Tomé el libro una noche en que no tenía mucho más que hacer. Un amigo lavaba la olla en que yo más tarde tendría que cocinar arroz y como se tomaba su excesivo tiempo en estos asuntos domésticos, me eché en el sillón de su casa con el libro en las manos para pasar un poco el rato. Estoy cansado de masturbarme... Primera línea. Hummm. Esto me suena conocido. Me suena a adolescente en crisis tirando mierda al mundo por papis ausentes. Me suena a un lejano Matías Vicuña actualizado a un presente un poco más contemporáneo. Listo, ya sabía de qué trataba y a partir de ahí no podía esperar sorpresas. Fui avanzando página tras página con una vaga sensación de entretención pero con la idea de que algo faltaba al asunto, de que la sopa tenía todos los ingredientes pero le faltaba la sal. Sí, algo faltaba ¿Qué podía ser? La lectura se había vuelto monótona, ya iba en la mitad del libro y el texto no dejaba de ser la narración de diversas situaciones que quedaban despegadas las unas de las otras. Parecía un diario de vida (bueno, en realidad está escrito en primera persona), pero no uno en que hay una lógica (incluso la lógica de lo ilógico) sino más bien en uno escrito como un collage de experiencias esparcidas en el papel sin ningún hilo conductor. Así podíamos mantenernos toda la vida. ¿Hacia dónde íbamos? Ya llevaba más de la mitad cuando supe que en realidad no íbamos a ninguna parte más allá de lo que ya había leído. Faltaba el motor, el motivo, el conflicto -dirían los entendidos-, la tuerca principal que enganchara todas las otras pequeñas tuercas de la decadencia que el autor intentaba ilustrar a través de las vivencias del protagonista. Recordé entonces cuando Stephen King decía que solo era posible distinguir los libros buenos de los libros malos leyendo la mayor cantidad posible. Se afinaba el ojo, se sentía si a la orquesta le fallaba algún instrumento o si todos tocaban al mismo ritmo, eso mismo que nos pasa a los psicólogos cuando detectamos que algo no funciona muy bien en alguna persona (un profesor solía decir que los trastornos de personalidad se "olían", se "olfateaban").

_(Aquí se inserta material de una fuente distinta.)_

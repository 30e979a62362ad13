//! Opt-in, type-specific sanitisation that runs after tag-driven masking.

use super::node::Sanitise;

/// Context-aware self-sanitisation.
///
/// Implement this for masking rules that tags cannot express (masking one
/// field depending on another, partial scrubbing of a string, ...), then opt
/// the type in with `#[sanitise(hook)]`:
///
/// ```rust
/// use sanitise::{Sanitise, SelfSanitise};
///
/// #[derive(Clone, Debug, Default, PartialEq, Sanitise)]
/// #[sanitise(hook)]
/// struct Card {
///     #[sanitise("logs")]
///     cvv: String,
///     number: String,
/// }
///
/// impl SelfSanitise for Card {
///     fn sanitise(&mut self, context: &str) {
///         if context == "logs" {
///             let keep = self.number.len().saturating_sub(4);
///             self.number.replace_range(..keep, &"*".repeat(keep));
///         }
///     }
/// }
///
/// let card = Card { cvv: "123".into(), number: "4111111111111111".into() };
/// let clean = sanitise::sanitise(&card, "logs").unwrap();
/// assert_eq!(clean.cvv, "");
/// assert_eq!(clean.number, "************1111");
/// ```
///
/// The hook receives the sanitised copy, never the source: fields masked by
/// tags are already zeroed when it runs, so it can only mask further.
pub trait SelfSanitise {
    /// Applies additional masking for `context`.
    fn sanitise(&mut self, context: &str);
}

/// Runs `value`'s hook, if it exposes one. Returns whether a hook ran.
pub(crate) fn dispatch<T: Sanitise>(value: &mut T, context: &str) -> bool {
    match value.as_self_sanitise() {
        Some(hook) => {
            hook.sanitise(context);
            true
        }
        None => false,
    }
}
//! `Sanitise` implementations for standard library types.
//!
//! Scalars are copied verbatim. Containers rebuild themselves through the
//! walker so that every child is traced, offered to its hook, and located by
//! path in errors.
//!
//! `Rc`/`Arc` are walked as trees: each pointer gets a fresh allocation, so
//! sharing between branches is not preserved in the output.

use std::{
    borrow::Cow,
    collections::{BTreeMap, BTreeSet, HashMap, HashSet, VecDeque},
    hash::{BuildHasher, Hash},
    marker::PhantomData,
    rc::Rc,
    sync::Arc,
    time::{Duration, SystemTime},
};

use super::{
    node::{NodeKind, Sanitise},
    walker::Walker,
};
use crate::error::SanitiseError;

// =============================================================================
// Scalars
// =============================================================================

macro_rules! impl_sanitise_scalar {
    (copy: $($ty:ty),* $(,)?) => {
        $(
            impl Sanitise for $ty {
                const KIND: NodeKind = NodeKind::Scalar;

                fn sanitise_with(&self, _walker: &mut Walker<'_>) -> Result<Self, SanitiseError> {
                    Ok(*self)
                }
            }
        )*
    };
    (clone: $($ty:ty),* $(,)?) => {
        $(
            impl Sanitise for $ty {
                const KIND: NodeKind = NodeKind::Scalar;

                fn sanitise_with(&self, _walker: &mut Walker<'_>) -> Result<Self, SanitiseError> {
                    Ok(self.clone())
                }
            }
        )*
    };
}

impl_sanitise_scalar!(
    copy: bool, char, (), i8, i16, i32, i64, i128, isize, u8, u16, u32, u64, u128, usize, f32,
    f64, Duration, SystemTime, &str,
);
impl_sanitise_scalar!(clone: String, Cow<'_, str>);

impl<T: ?Sized> Sanitise for PhantomData<T> {
    const KIND: NodeKind = NodeKind::Scalar;

    fn sanitise_with(&self, _walker: &mut Walker<'_>) -> Result<Self, SanitiseError> {
        Ok(PhantomData)
    }
}

// =============================================================================
// Pointers
// =============================================================================

impl<T: Sanitise> Sanitise for Option<T> {
    const KIND: NodeKind = NodeKind::Pointer;

    fn sanitise_with(&self, walker: &mut Walker<'_>) -> Result<Self, SanitiseError> {
        self.as_ref().map(|value| walker.walk(value)).transpose()
    }
}

impl<T: Sanitise> Sanitise for Box<T> {
    const KIND: NodeKind = NodeKind::Pointer;

    fn sanitise_with(&self, walker: &mut Walker<'_>) -> Result<Self, SanitiseError> {
        walker.walk(&**self).map(Box::new)
    }
}

impl<T: Sanitise> Sanitise for Rc<T> {
    const KIND: NodeKind = NodeKind::Pointer;

    fn sanitise_with(&self, walker: &mut Walker<'_>) -> Result<Self, SanitiseError> {
        walker.walk(&**self).map(Rc::new)
    }
}

impl<T: Sanitise> Sanitise for Arc<T> {
    const KIND: NodeKind = NodeKind::Pointer;

    fn sanitise_with(&self, walker: &mut Walker<'_>) -> Result<Self, SanitiseError> {
        walker.walk(&**self).map(Arc::new)
    }
}

/// `Ok` and `Err` are walked in place, without a path segment of their own.
impl<T: Sanitise, E: Sanitise> Sanitise for Result<T, E> {
    const KIND: NodeKind = NodeKind::Pointer;

    fn sanitise_with(&self, walker: &mut Walker<'_>) -> Result<Self, SanitiseError> {
        Ok(match self {
            Ok(value) => Ok(walker.walk(value)?),
            Err(err) => Err(walker.walk(err)?),
        })
    }
}

// =============================================================================
// Sequences
// =============================================================================

impl<T: Sanitise> Sanitise for Vec<T> {
    const KIND: NodeKind = NodeKind::Sequence;

    fn sanitise_with(&self, walker: &mut Walker<'_>) -> Result<Self, SanitiseError> {
        self.iter()
            .enumerate()
            .map(|(index, value)| walker.element(index, value))
            .collect()
    }
}

impl<T: Sanitise> Sanitise for VecDeque<T> {
    const KIND: NodeKind = NodeKind::Sequence;

    fn sanitise_with(&self, walker: &mut Walker<'_>) -> Result<Self, SanitiseError> {
        self.iter()
            .enumerate()
            .map(|(index, value)| walker.element(index, value))
            .collect()
    }
}

impl<T: Sanitise, const N: usize> Sanitise for [T; N] {
    const KIND: NodeKind = NodeKind::Sequence;

    fn sanitise_with(&self, walker: &mut Walker<'_>) -> Result<Self, SanitiseError> {
        let elements = self
            .iter()
            .enumerate()
            .map(|(index, value)| walker.element(index, value))
            .collect::<Result<Vec<T>, _>>()?;
        // Lengths always agree.
        <[T; N]>::try_from(elements).map_err(|_| walker.unwritable::<[T; N]>())
    }
}

impl<T: Sanitise> Sanitise for Box<[T]> {
    const KIND: NodeKind = NodeKind::Sequence;

    fn sanitise_with(&self, walker: &mut Walker<'_>) -> Result<Self, SanitiseError> {
        self.iter()
            .enumerate()
            .map(|(index, value)| walker.element(index, value))
            .collect()
    }
}

/// Tuples are sequences whose positions are `[0]`, `[1]`, ...
macro_rules! impl_sanitise_tuple {
    ($(($($index:tt $name:ident),+)),+ $(,)?) => {
        $(
            impl<$($name: Sanitise),+> Sanitise for ($($name,)+) {
                const KIND: NodeKind = NodeKind::Sequence;

                fn sanitise_with(&self, walker: &mut Walker<'_>) -> Result<Self, SanitiseError> {
                    Ok(($(walker.element($index, &self.$index)?,)+))
                }
            }
        )+
    };
}

impl_sanitise_tuple!(
    (0 A),
    (0 A, 1 B),
    (0 A, 1 B, 2 C),
    (0 A, 1 B, 2 C, 3 D),
    (0 A, 1 B, 2 C, 3 D, 4 E),
    (0 A, 1 B, 2 C, 3 D, 4 E, 5 F),
    (0 A, 1 B, 2 C, 3 D, 4 E, 5 F, 6 G),
    (0 A, 1 B, 2 C, 3 D, 4 E, 5 F, 6 G, 7 H),
    (0 A, 1 B, 2 C, 3 D, 4 E, 5 F, 6 G, 7 H, 8 I),
    (0 A, 1 B, 2 C, 3 D, 4 E, 5 F, 6 G, 7 H, 8 I, 9 J),
    (0 A, 1 B, 2 C, 3 D, 4 E, 5 F, 6 G, 7 H, 8 I, 9 J, 10 K),
    (0 A, 1 B, 2 C, 3 D, 4 E, 5 F, 6 G, 7 H, 8 I, 9 J, 10 K, 11 L),
);

// =============================================================================
// Mappings
// =============================================================================

impl<K, V, S> Sanitise for HashMap<K, V, S>
where
    K: Sanitise + Clone + Hash + Eq,
    V: Sanitise,
    S: BuildHasher + Clone,
{
    const KIND: NodeKind = NodeKind::Mapping;

    fn sanitise_with(&self, walker: &mut Walker<'_>) -> Result<Self, SanitiseError> {
        let mut result = HashMap::with_capacity_and_hasher(self.len(), self.hasher().clone());
        for (key, value) in self {
            let key = walker.map_key(key)?;
            let value = walker.map_value(value)?;
            result.insert(key, value);
        }
        Ok(result)
    }
}

impl<K, V> Sanitise for BTreeMap<K, V>
where
    K: Sanitise + Clone + Ord,
    V: Sanitise,
{
    const KIND: NodeKind = NodeKind::Mapping;

    fn sanitise_with(&self, walker: &mut Walker<'_>) -> Result<Self, SanitiseError> {
        let mut result = BTreeMap::new();
        for (key, value) in self {
            let key = walker.map_key(key)?;
            let value = walker.map_value(value)?;
            result.insert(key, value);
        }
        Ok(result)
    }
}

impl<T, S> Sanitise for HashSet<T, S>
where
    T: Sanitise + Clone + Hash + Eq,
    S: BuildHasher + Clone,
{
    const KIND: NodeKind = NodeKind::Mapping;

    fn sanitise_with(&self, walker: &mut Walker<'_>) -> Result<Self, SanitiseError> {
        let mut result = HashSet::with_capacity_and_hasher(self.len(), self.hasher().clone());
        for value in self {
            result.insert(walker.map_key(value)?);
        }
        Ok(result)
    }
}

impl<T> Sanitise for BTreeSet<T>
where
    T: Sanitise + Clone + Ord,
{
    const KIND: NodeKind = NodeKind::Mapping;

    fn sanitise_with(&self, walker: &mut Walker<'_>) -> Result<Self, SanitiseError> {
        self.iter().map(|value| walker.map_key(value)).collect()
    }
}

#[cfg(all(test, feature = "derive"))]
mod tests {
    use std::{
        borrow::Cow,
        collections::{BTreeMap, BTreeSet, HashMap, HashSet, VecDeque},
        rc::Rc,
        sync::Arc,
    };

    use crate::{sanitise, KeyPolicy, Sanitise, Sanitiser};

    #[derive(Clone, Debug, Default, PartialEq, Eq, Hash, PartialOrd, Ord, Sanitise)]
    struct Secret {
        #[sanitise("ctxA")]
        value: String,
        label: String,
    }

    fn secret(value: &str) -> Secret {
        Secret {
            value: value.to_string(),
            label: "public".to_string(),
        }
    }

    #[test]
    fn scalars_are_copied_verbatim() {
        assert_eq!(sanitise(&42_u32, "ctxA").unwrap(), 42);
        assert_eq!(sanitise(&"text".to_string(), "ctxA").unwrap(), "text");
        assert_eq!(sanitise(&"borrowed", "ctxA").unwrap(), "borrowed");
        let cow: Cow<'_, str> = Cow::Borrowed("cow");
        assert_eq!(sanitise(&cow, "ctxA").unwrap(), "cow");
    }

    #[test]
    fn option_preserves_none() {
        let value: Option<Secret> = None;
        assert_eq!(sanitise(&value, "ctxA").unwrap(), None);
    }

    #[test]
    fn option_walks_some() {
        let value = Some(secret("s"));
        let clean = sanitise(&value, "ctxA").unwrap().unwrap();
        assert_eq!(clean.value, "");
        assert_eq!(clean.label, "public");
    }

    #[test]
    fn pointers_allocate_fresh_pointees() {
        let boxed = Box::new(secret("s"));
        assert_eq!(sanitise(&boxed, "ctxA").unwrap().value, "");

        let shared = Rc::new(secret("s"));
        let clean = sanitise(&shared, "ctxA").unwrap();
        assert!(!Rc::ptr_eq(&shared, &clean));
        assert_eq!(shared.value, "s");
        assert_eq!(clean.value, "");

        let atomic = Arc::new(secret("s"));
        assert_eq!(sanitise(&atomic, "ctxA").unwrap().value, "");
    }

    #[test]
    fn sequences_keep_length_and_order() {
        let values = vec![secret("a"), secret("b"), secret("c")];
        let clean = sanitise(&values, "ctxA").unwrap();
        assert_eq!(clean.len(), 3);
        assert!(clean.iter().all(|value| value.value.is_empty()));

        let deque: VecDeque<Secret> = values.iter().cloned().collect();
        assert_eq!(sanitise(&deque, "ctxB").unwrap(), deque);

        let array = [secret("x"), secret("y")];
        let clean = sanitise(&array, "ctxA").unwrap();
        assert_eq!(clean[1].label, "public");
        assert_eq!(clean[1].value, "");
    }

    #[test]
    fn boxed_slices_keep_length() {
        let values: Box<[Secret]> = vec![secret("a"), secret("b")].into_boxed_slice();
        let clean = sanitise(&values, "ctxA").unwrap();
        assert_eq!(clean.len(), 2);
        assert!(clean.iter().all(|value| value.value.is_empty()));
    }

    #[test]
    fn tuples_are_walked_by_position() {
        let pair = ("plain".to_string(), secret("s"));
        let clean = sanitise(&pair, "ctxA").unwrap();
        assert_eq!(clean.0, "plain");
        assert_eq!(clean.1.value, "");

        let single = (secret("s"),);
        assert_eq!(sanitise(&single, "ctxB").unwrap(), single);

        let wide = (
            1_u8,
            2_u16,
            3_u32,
            4_u64,
            5_i8,
            6_i16,
            7_i32,
            8_i64,
            'x',
            true,
            (),
            secret("s"),
        );
        let clean = sanitise(&wide, "ctxA").unwrap();
        assert_eq!(clean.8, 'x');
        assert_eq!(clean.11.value, "");
    }

    #[test]
    fn results_walk_either_side() {
        let ok: Result<Secret, Secret> = Ok(secret("s"));
        assert_eq!(sanitise(&ok, "ctxA").unwrap().unwrap().value, "");

        let err: Result<u32, Secret> = Err(secret("s"));
        let clean = sanitise(&err, "ctxA").unwrap().unwrap_err();
        assert_eq!(clean.value, "");
        assert_eq!(clean.label, "public");
    }

    #[test]
    fn empty_containers_stay_empty() {
        let values: Vec<Secret> = Vec::new();
        assert!(sanitise(&values, "ctxA").unwrap().is_empty());
        let map: HashMap<String, Secret> = HashMap::new();
        assert!(sanitise(&map, "ctxA").unwrap().is_empty());
    }

    #[test]
    fn hashmap_walks_values_and_keeps_plain_keys() {
        let mut map = HashMap::new();
        map.insert("key".to_string(), secret("s"));
        let clean = sanitise(&map, "ctxA").unwrap();
        assert_eq!(clean.len(), 1);
        assert_eq!(clean["key"].value, "");
        assert_eq!(clean["key"].label, "public");
    }

    #[test]
    fn btreemap_sanitises_structured_keys_by_default() {
        let mut map = BTreeMap::new();
        map.insert(secret("key-secret"), 1_u32);
        let clean = sanitise(&map, "ctxA").unwrap();
        let (key, value) = clean.into_iter().next().unwrap();
        assert_eq!(key.value, "");
        assert_eq!(value, 1);
    }

    #[test]
    fn preserve_policy_clones_keys() {
        let mut map = HashMap::new();
        map.insert(secret("key-secret"), secret("value-secret"));
        let clean = Sanitiser::new("ctxA")
            .key_policy(KeyPolicy::Preserve)
            .sanitise(&map)
            .unwrap();
        let (key, value) = clean.iter().next().unwrap();
        assert_eq!(key.value, "key-secret");
        assert_eq!(value.value, "");
    }

    #[test]
    fn sanitised_keys_may_collide() {
        let mut map = BTreeMap::new();
        map.insert(secret("one"), 1_u32);
        map.insert(secret("two"), 2_u32);
        let clean = sanitise(&map, "ctxA").unwrap();
        assert_eq!(clean.len(), 1);
    }

    #[test]
    fn sets_follow_the_key_policy() {
        let set: HashSet<Secret> = [secret("a")].into_iter().collect();
        let clean = sanitise(&set, "ctxA").unwrap();
        assert!(clean.iter().all(|value| value.value.is_empty()));

        let set: BTreeSet<Secret> = [secret("a")].into_iter().collect();
        let clean = Sanitiser::new("ctxA")
            .key_policy(KeyPolicy::Preserve)
            .sanitise(&set)
            .unwrap();
        assert_eq!(clean, set);
    }
}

No creo que Barrio Alto sea un mal libro. Me entretuvo bastante y un lector entretenido suele ser benévolo en sus comentarios, como lo he sido en éstos; solo que pienso que podría haber sido mejor. Recuerdo a Hemingway y su Por quién doblan las campanas. Robert Jordan perfectamente podría haber conocido y amado a María mientras caminaba por los cerros de España y haberse quedado con esos elementos. Pero no, Hemingway le dio un piso a la historia, le dio la Guerra Civil Española para poner a los enamorados en verdadero jaque. Era un amor en relación a algo superior. Barrio Alto, por el contrario, no da piso a las vivencias del protagonista. Podría bien haberle puesto quizá una enfermedad, o vaya a saber uno qué cosa. Si bien el grupo de amigos acompaña al protagonista en la mayoría de sus correrías, no es capaz de constituirse como la base de la historia; ni la depresión de Benjamín, ni su uso de drogas. Como digo, la banda se queda sin escenario y tuvo que tocar desde el suelo y sin amplificación. Si tuviera que calificar el libro, le pondría un 6. Fue entretenido para pasar mis interminables horas en bus rumbo a Santiago, pero podría haber sido mejor.